■ Your assignment ■
Exactly as written, copy the lines that run from the start of the data below to the line containing "so every accessibility", both ends included.

+++

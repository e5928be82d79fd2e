// SPDX-License-Identifier: MIT
//
// lens-term — Color science and capture replay for theme-lens.
//
// Two halves live here. The color half converts between hex, sRGB, Oklab
// and OKLCH with the exact Ottosson matrices, so every accessibility
// judgment upstream is reproducible to the last digit. The terminal half
// replays captured screen dumps (plain text plus cursor and SGR escapes)
// into a fixed-size grid of cells whose colors are still symbolic, ready
// to be recolored with any 16-slot palette.
//
// Nothing in this crate performs I/O. Callers hand in text that is already
// in memory and get plain values back.

pub mod ansi;
pub mod cell;
pub mod color;
pub mod emulator;
pub mod error;
pub mod grid;

pub use cell::{Cell, NamedColor};
pub use color::{Oklab, Oklch, Rgb};
pub use emulator::replay;
pub use error::{Error, Result};
pub use grid::{Cursor, ScreenGrid};
// SPDX-License-Identifier: MIT
//
// theme-lens — terminal palette accessibility analyzer.
//
// This is the binary that wires the two crates together:
//
//   lens-theme → theme files, contrast analysis, mockup composition
//   lens-term  → color math and the screen emulator behind the mockups
//
// A run is a single pass:
//
//   args → Config → ThemeStore::load_all → select theme
//        → --set edits (PaletteEditor) → --save (ThemeStore::save)
//        → Report::build → report lines → stdout
//        → CaptureCache → mockup lines → stdout
//
// Logs go to stderr (filter from THEME_LENS_LOG) so the report can be piped.

mod config;
mod report;

use std::env;
use std::io::{self, Write};
use std::path::PathBuf;
use std::process;

use chrono::{Local, NaiveTime};
use lens_theme::palette::SLOT_COUNT;
use lens_theme::{
    CaptureCache, EditKey, EditOutcome, Palette, PaletteEditor, Report, Theme, ThemeError,
    ThemeStore,
};
use thiserror::Error;
use tracing::{info, warn};
use tracing_subscriber::{EnvFilter, layer::SubscriberExt, util::SubscriberInitExt};

use crate::config::{ArgError, Config, SlotEdit, ThemeSelector, USAGE};

#[derive(Debug, Error)]
enum AppError {
    #[error(transparent)]
    Args(#[from] ArgError),

    #[error(transparent)]
    Theme(#[from] ThemeError),

    #[error(transparent)]
    Color(#[from] lens_term::Error),

    #[error("no themes found in {}", .0.display())]
    NoThemes(PathBuf),

    #[error("no theme named '{0}'")]
    UnknownTheme(String),

    #[error("theme index {index} is out of range (1-{count})")]
    ThemeIndex { index: usize, count: usize },

    #[error("write failed: {0}")]
    Io(#[from] io::Error),
}

// ─── Theme selection ────────────────────────────────────────────────────────

/// Resolve the selector against the sorted theme list. Returns the 0-based
/// position and the theme. No selector picks the last theme; names match
/// exactly first, then case-insensitively.
fn select<'a>(
    themes: &'a [Theme],
    selector: Option<&ThemeSelector>,
) -> Result<(usize, &'a Theme), AppError> {
    let count = themes.len();
    let position = match selector {
        None => count.checked_sub(1),
        Some(&ThemeSelector::Index(index)) => {
            if index == 0 || index > count {
                return Err(AppError::ThemeIndex { index, count });
            }
            Some(index - 1)
        }
        Some(ThemeSelector::Name(name)) => Some(
            themes
                .iter()
                .position(|t| t.name == *name)
                .or_else(|| themes.iter().position(|t| t.name.eq_ignore_ascii_case(name)))
                .ok_or_else(|| AppError::UnknownTheme(name.clone()))?,
        ),
    };

    position
        .and_then(|i| themes.get(i).map(|t| (i, t)))
        .ok_or(AppError::ThemeIndex { index: 0, count })
}

// ─── Editing ────────────────────────────────────────────────────────────────

/// Replay `--set` edits as one editor session: move to each slot, type its
/// color, confirm, then commit. `None` when nothing changed.
fn apply_edits(palette: Palette, edits: &[SlotEdit]) -> Option<Palette> {
    let mut editor = PaletteEditor::open(palette);
    for edit in edits {
        let steps = (edit.slot + SLOT_COUNT - editor.selected()) % SLOT_COUNT;
        for _ in 0..steps {
            editor.handle(EditKey::Down);
        }
        // Space opens an empty buffer.
        editor.handle(EditKey::Char(' '));
        for c in edit.hex.chars() {
            editor.handle(EditKey::Char(c));
        }
        editor.handle(EditKey::Enter);
    }
    match editor.handle(EditKey::Enter) {
        Some(EditOutcome::Committed(edited)) => Some(edited),
        _ => None,
    }
}

/// The edited theme, shown as `<name>-modified`.
fn edit_theme(theme: &Theme, edits: &[SlotEdit]) -> Option<Theme> {
    if edits.is_empty() {
        return None;
    }
    let edited = apply_edits(theme.palette, edits);
    if edited.is_none() {
        info!(theme = %theme.name, "edits leave the palette unchanged");
    }
    edited.map(|palette| Theme::new(format!("{}-modified", theme.name), palette))
}

/// `<first dash-separated word of name>-HHMMSS`.
fn saved_name(name: &str, at: NaiveTime) -> String {
    let stem = name.split('-').next().unwrap_or(name);
    format!("{stem}-{}", at.format("%H%M%S"))
}

// ─── Run ────────────────────────────────────────────────────────────────────

fn load_themes(config: &Config) -> Result<Vec<Theme>, AppError> {
    let themes = ThemeStore::new(&config.themes_dir).load_all()?;
    if themes.is_empty() {
        return Err(AppError::NoThemes(config.themes_dir.clone()));
    }
    Ok(themes)
}

fn list(themes: &[Theme], out: &mut impl Write) -> io::Result<()> {
    for (i, theme) in themes.iter().enumerate() {
        writeln!(out, "{:>3}  {}", i + 1, theme.name)?;
    }
    Ok(())
}

fn run(config: &Config, out: &mut impl Write) -> Result<(), AppError> {
    let themes = load_themes(config)?;
    if config.list {
        list(&themes, out)?;
        return Ok(());
    }

    let (index, selected) = select(&themes, config.theme.as_ref())?;
    let edited = edit_theme(selected, &config.edits);
    let theme = edited.as_ref().unwrap_or(selected);

    if config.save {
        match &edited {
            Some(edited) => {
                let name = saved_name(&selected.name, Local::now().time());
                let path = ThemeStore::new(&config.themes_dir)
                    .save(&Theme::new(name, edited.palette))?;
                writeln!(out, "Saved {}", path.display())?;
            }
            None => warn!("--save given without a palette change; nothing saved"),
        }
    }

    info!(theme = %theme.name, "analyzing");
    let analysis = Report::build(&theme.palette);

    writeln!(out, "{}", report::header(&theme.name, index + 1, themes.len()))?;
    writeln!(out)?;
    for line in report::analysis_lines(&analysis) {
        writeln!(out, "{line}")?;
    }
    writeln!(out)?;

    if config.mockups {
        let mut captures = CaptureCache::new(&config.captures_dir);
        for line in report::mockup_lines(&theme.palette, &config.layout, &mut captures)? {
            writeln!(out, "{line}")?;
        }
        writeln!(out)?;
    }

    writeln!(out, "{}", "─".repeat(report::mockup_width(&config.layout)))?;
    out.flush()?;
    Ok(())
}

// ─── Entry point ────────────────────────────────────────────────────────────

fn init_logging() {
    tracing_subscriber::registry()
        .with(EnvFilter::try_from_env("THEME_LENS_LOG").unwrap_or_else(|_| EnvFilter::new("warn")))
        .with(tracing_subscriber::fmt::layer().with_writer(io::stderr))
        .init();
}

fn main() {
    init_logging();

    let config = Config::parse(env::args().skip(1)).unwrap_or_else(|e| {
        eprintln!("theme-lens: {e}");
        eprintln!("Try 'theme-lens --help' for more information.");
        process::exit(1);
    });

    if config.help {
        println!("{USAGE}");
        return;
    }
    if config.version {
        println!("theme-lens {}", env!("CARGO_PKG_VERSION"));
        return;
    }

    let stdout = io::stdout();
    if let Err(e) = run(&config, &mut stdout.lock()) {
        eprintln!("theme-lens: {e}");
        process::exit(1);
    }
}

// ─── Tests ──────────────────────────────────────────────────────────────────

+++

■ Output ■
repository e5928be82d79fd2e
// SPDX-License-Identifier: MIT
//
// lens-term — Color science and capture replay for theme-lens.
//
// Two halves live here. The color half converts between hex, sRGB, Oklab
// and OKLCH with the exact Ottosson matrices, so every accessibility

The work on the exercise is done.